Itinerario in auto dal Trentino all’Austria


Dicevamo, partenza da Rovereto. Si resta sull’A22 del Brennero fino al confine, si continua sull’A13/A12 in Austria, si sconfina per un breve tratto sulla A93 in Germania, e si rientra in Austria sulla A8 fino a Salisburgo. Dopo aver visto la città, tappa alle miniere di sale di Hallein, poco distanti, e poi sulla A10 verso Lienz, Tirolo orientale. Pranzo di Natale abbondante e super tipico, e poi si ritorna, lungo la statale della Val Pusteria, con un’ultima sosta a Brunico, in Alto Adige.

823 km in totale, con circa 10 ore di guida. Per entrare in Austria serve la vignetta per l’autostrada, e si paga a parte il pedaggio del primo viadotto, l’Europabrücke (9 euro). Limiti di velocità assurdi, tipo 60 o 80 km/h, recuperati ben poco in Germania a causa del meteo inclemente. In compenso, panorami mozzafiato e benzina a 1,12 €/l in Austria.

Ecco, il meteo… primo motivo per cui in Austria il Natale è una cosa seria.

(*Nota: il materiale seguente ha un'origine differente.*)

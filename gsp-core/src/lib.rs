pub mod config;
pub mod dataset;
pub mod diagnostic;
pub mod error;
pub mod grid;
pub mod series;
pub mod site;
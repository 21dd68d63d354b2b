use axum::extract::rejection::{JsonRejection, PathRejection, QueryRejection};
use axum::{Json, http::StatusCode, response::{IntoResponse, Response}};
use serde::Serialize;
use thiserror::Error;
use tracing::error;

#[derive(Debug, Error)]
pub enum AppError {
    #[error("Database error: {0}")]
    Database(sqlx::Error),

    #[error("Not found: {0}")]
    NotFound(String),

    #[error("Conflict: {0}")]
    Conflict(String),

    #[error("Validation failed: {0}")]
    Validation(String),

    #[error("Bad request: {message}")]
    BadRequest { status: StatusCode, message: String },
}

impl AppError {
    pub fn not_found(message: impl Into<String>) -> Self {
        Self::NotFound(message.into())
    }

    pub fn conflict(message: impl Into<String>) -> Self {
        Self::Conflict(message.into())
    }

    pub fn validation(message: impl Into<String>) -> Self {
        Self::Validation(message.into())
    }

    pub fn status(&self) -> StatusCode {
        match self {
            AppError::NotFound(_) => StatusCode::NOT_FOUND,
            AppError::Conflict(_) => StatusCode::CONFLICT,
            AppError::Validation(_) => StatusCode::UNPROCESSABLE_ENTITY,
            AppError::BadRequest { status, .. } => *status,
            AppError::Database(_) => StatusCode::INTERNAL_SERVER_ERROR,
        }
    }
}

// A unique-key violation that slipped past a pre-check (two writers racing) is
// still a caller conflict, not a server fault.
impl From<sqlx::Error> for AppError {
    fn from(err: sqlx::Error) -> Self {
        let unique = err
            .as_database_error()
            .is_some_and(|db| db.is_unique_violation());
        if unique {
            AppError::Conflict("A record with that key already exists".to_string())
        } else {
            AppError::Database(err)
        }
    }
}

// Extractor rejections keep axum's status (400, 415, 422) but use our body.
impl From<JsonRejection> for AppError {
    fn from(rejection: JsonRejection) -> Self {
        AppError::BadRequest {
            status: rejection.status(),
            message: rejection.body_text(),
        }
    }
}

impl From<QueryRejection> for AppError {
    fn from(rejection: QueryRejection) -> Self {
        AppError::BadRequest {
            status: rejection.status(),
            message: rejection.body_text(),
        }
    }
}

impl From<PathRejection> for AppError {
    fn from(rejection: PathRejection) -> Self {
        AppError::BadRequest {
            status: rejection.status(),
            message: rejection.body_text(),
        }
    }
}

#[derive(Debug, Serialize)]
pub struct ErrorResponse {
    pub error: String,
    pub message: String,
}

impl IntoResponse for AppError {
    fn into_response(self) -> Response {
        let status = self.status();
        let error_message = match self {
            AppError::NotFound(msg)
            | AppError::Conflict(msg)
            | AppError::Validation(msg)
            | AppError::BadRequest { message: msg, .. } => msg,
            AppError::Database(e) => {
                error!("database error: {}", e);
                "Database error occurred".to_string()
            }
        };

        let body = Json(ErrorResponse {
            error: status.to_string(),
            message: error_message,
        });

        (status, body).into_response()
    }
}
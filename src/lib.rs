pub mod api;
pub mod config;
pub mod db;
pub mod error;
pub mod models;
pub mod services;
pub mod state;
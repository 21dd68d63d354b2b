use axum::extract::State;
use axum::http::StatusCode;

use super::extract::{Json, Path, Query};
use crate::error::AppError;
use crate::models::{
    Course, CourseFilter, MessageResponse, NewCourseRequest, Student, UpdateCourseRequest,
};
use crate::services::courses;
use crate::state::AppState;

pub(super) async fn create_course(
    State(state): State<AppState>,
    Json(req): Json<NewCourseRequest>,
) -> Result<(StatusCode, Json<Course>), AppError> {
    let course = courses::create_course(&state.db, req).await?;
    Ok((StatusCode::CREATED, Json(course)))
}

pub(super) async fn list_courses(
    State(state): State<AppState>,
    Query(filter): Query<CourseFilter>,
) -> Result<Json<Vec<Course>>, AppError> {
    let courses = courses::list_courses(&state.db, filter).await?;
    Ok(Json(courses))
}

pub(super) async fn get_course(
    State(state): State<AppState>,
    Path(id): Path<i64>,
) -> Result<Json<Course>, AppError> {
    let course = courses::get_course(&state.db, id).await?;
    Ok(Json(course))
}

pub(super) async fn update_course(
    State(state): State<AppState>,
    Path(id): Path<i64>,
    Json(req): Json<UpdateCourseRequest>,
) -> Result<Json<Course>, AppError> {
    let course = courses::update_course(&state.db, id, req).await?;
    Ok(Json(course))
}

pub(super) async fn delete_course(
    State(state): State<AppState>,
    Path(id): Path<i64>,
) -> Result<Json<MessageResponse>, AppError> {
    let message = courses::delete_course(&state.db, id).await?;
    Ok(Json(message))
}

pub(super) async fn list_enrolled_students(
    State(state): State<AppState>,
    Path(id): Path<i64>,
) -> Result<Json<Vec<Student>>, AppError> {
    let students = courses::list_enrolled_students(&state.db, id).await?;
    Ok(Json(students))
}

A Natale nevica e fa freddo, almeno nell’emisfero boreale

Ok, gli australiani festeggiano in spiaggia. Ok, a Palermo raramente non c’è il sole il 25 dicembre, però ammettiamolo: nell’immaginario collettivo, a Natale c’è la neve e fa freddo. Babbo Natale vive in Lapponia, non a Mondello; guida una slitta con gli husky, non con i chihuahua. Ha gli stivaloni e il collo di pelliccia, e i suoi elfi indossano maglioncini di lana ridicoli, non pareo di cotone (per quanto anche i pareo sono ridicoli).

neve a natale in austria

In Austria a Natale devi andarci col giubbotto in piuma d’oca e con gli scarponcini che tengano i piedi caldi e all’asciutto e non ti facciano scivolare sul ghiaccio; devi proteggere le mani con i guanti e la gola con la sciarpa. Nevica, e se anche trovi bel tempo, quando va bene ci sono 2 gradi. È il Natale quello vero, quello che quasi quasi ti penti di non averlo comprato anche tu un maglione ridicolo come quello degli elfi.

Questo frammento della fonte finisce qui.